Khun Thomas said that leaders and “respected people” witnessed the May 7 meeting in which the committee was formed. In Chief Minister El Phoung Sho’s statement on Tuesday, Khun Thomas said that the state government was “not respecting” those people’s presence and stances.
Meeting participants told NMG that the chief minister’s Tuesday statement declared it was the state’s responsibility to protect commemoration related to Gen Aung San.
Youth responded that they would not continue to participate in discussions as long as the government took this stance. They released a statement declaring that by “breaking the May 7 agreement,” the Karenni State government must “take responsibility” for anything that happens to the statue in the future.
Karenni State parliamentarian Thae Reh—who was also a member of the coordination committee for the statue’s removal—told NMG that the state government’s refusal to remove the statue could lead to negative consequences.
“[The chief minister] already agreed to discuss the removal of the statue in the last meeting, but he changed his mind… I am so upset about it,” he explained. “I feel like they are not paying respect to meeting witnesses, including me. The situation will be eased if they agree to remove this statue from the public area,” Thae Reh said, adding that the youth demands “are based on history.”
NMG called Karenni State chief minister El Phoung Sho and secretary Nyi Nyi Min for comment but, by the time of reporting, had not received a response.
According to locals, the police force has been deployed to in Kantaheywon Park in Loikaw, where the statue of Gen Aung San has been placed.
“Security forces have been deployed in the park since yesterday night. They made fences with barbed wire in the park. Police are also patrolling the park,” a local told NMG.

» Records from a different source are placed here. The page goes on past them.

pub mod envelope;
pub mod health;
pub mod images;
pub mod policies;
pub mod retention;
pub mod wires;

use std::sync::Arc;

use axum::Router;
use axum::middleware;
use axum::routing::{get, post, put};
use tower_http::cors::CorsLayer;
use tower_http::trace::TraceLayer;

use chairside_archive::ArchiveLog;
use chairside_store::{ImageStore, PolicyStore, WireStore};

use crate::session::{self, SessionValidator};

/// Shared application state passed to all handlers.
#[derive(Clone)]
pub struct AppState {
    /// Image record storage.
    pub images: Arc<dyn ImageStore>,
    /// Retention policy storage.
    pub policies: Arc<dyn PolicyStore>,
    /// Wire record storage.
    pub wires: Arc<dyn WireStore>,
    /// Append-only archive history log.
    pub archive: Arc<dyn ArchiveLog>,
    /// External session validator.
    pub sessions: Arc<dyn SessionValidator>,
}

/// Build the Axum router with all API routes and middleware.
pub fn router(state: AppState) -> Router {
    let public = Router::new().route("/health", get(health::health));

    let protected = Router::new()
        // Images
        .route(
            "/v1/images",
            get(images::list_images).post(images::create_image),
        )
        .route(
            "/v1/images/{id}",
            get(images::get_image).delete(images::delete_image),
        )
        .route("/v1/images/{id}/policy", put(images::assign_policy))
        .route("/v1/images/{id}/archive", post(images::archive))
        .route("/v1/images/{id}/restore", post(images::restore))
        .route(
            "/v1/images/{id}/legal-hold",
            post(images::set_legal_hold).delete(images::remove_legal_hold),
        )
        .route("/v1/images/{id}/access", post(images::record_access))
        .route("/v1/images/{id}/history", get(images::history))
        // Retention policies
        .route(
            "/v1/retention/policies",
            get(policies::list_policies).post(policies::create_policy),
        )
        .route(
            "/v1/retention/policies/{id}",
            get(policies::get_policy)
                .put(policies::update_policy)
                .delete(policies::delete_policy),
        )
        .route(
            "/v1/retention/policies/{id}/default",
            put(policies::set_default),
        )
        .route(
            "/v1/retention/policies/{id}/active",
            put(policies::set_active),
        )
        // Retention dashboard projections
        .route("/v1/retention/report", get(retention::report))
        .route("/v1/retention/storage", get(retention::storage))
        .route("/v1/retention/archive", get(retention::archive_history))
        .route("/v1/retention/legal-holds", get(retention::legal_holds))
        // Wire records
        .route("/v1/wires", get(wires::list_wires))
        // Session gate runs before any protected handler.
        .layer(middleware::from_fn_with_state(
            Arc::clone(&state.sessions),
            session::require_session,
        ));

    Router::new()
        .merge(public)
        .merge(protected)
        .with_state(state)
        .layer(TraceLayer::new_for_http())
        .layer(CorsLayer::permissive())
}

According to the recent UKSY statement, the 12-member boycott committee has been dissolved.
“It’s less effective because only the boycott committee is trying,” the UKSY’s Khun Thomas said. This is Karenni State and Karenni history. The strength of a mass of Karenni people is so essential. UKSY will continue to exist. We will continue to work to remove this statue.”
According to Khun Thomas, UKSY will announce their course of action at a later date, noting that it would not include violence.
“We will follow the desire of the people,” he said.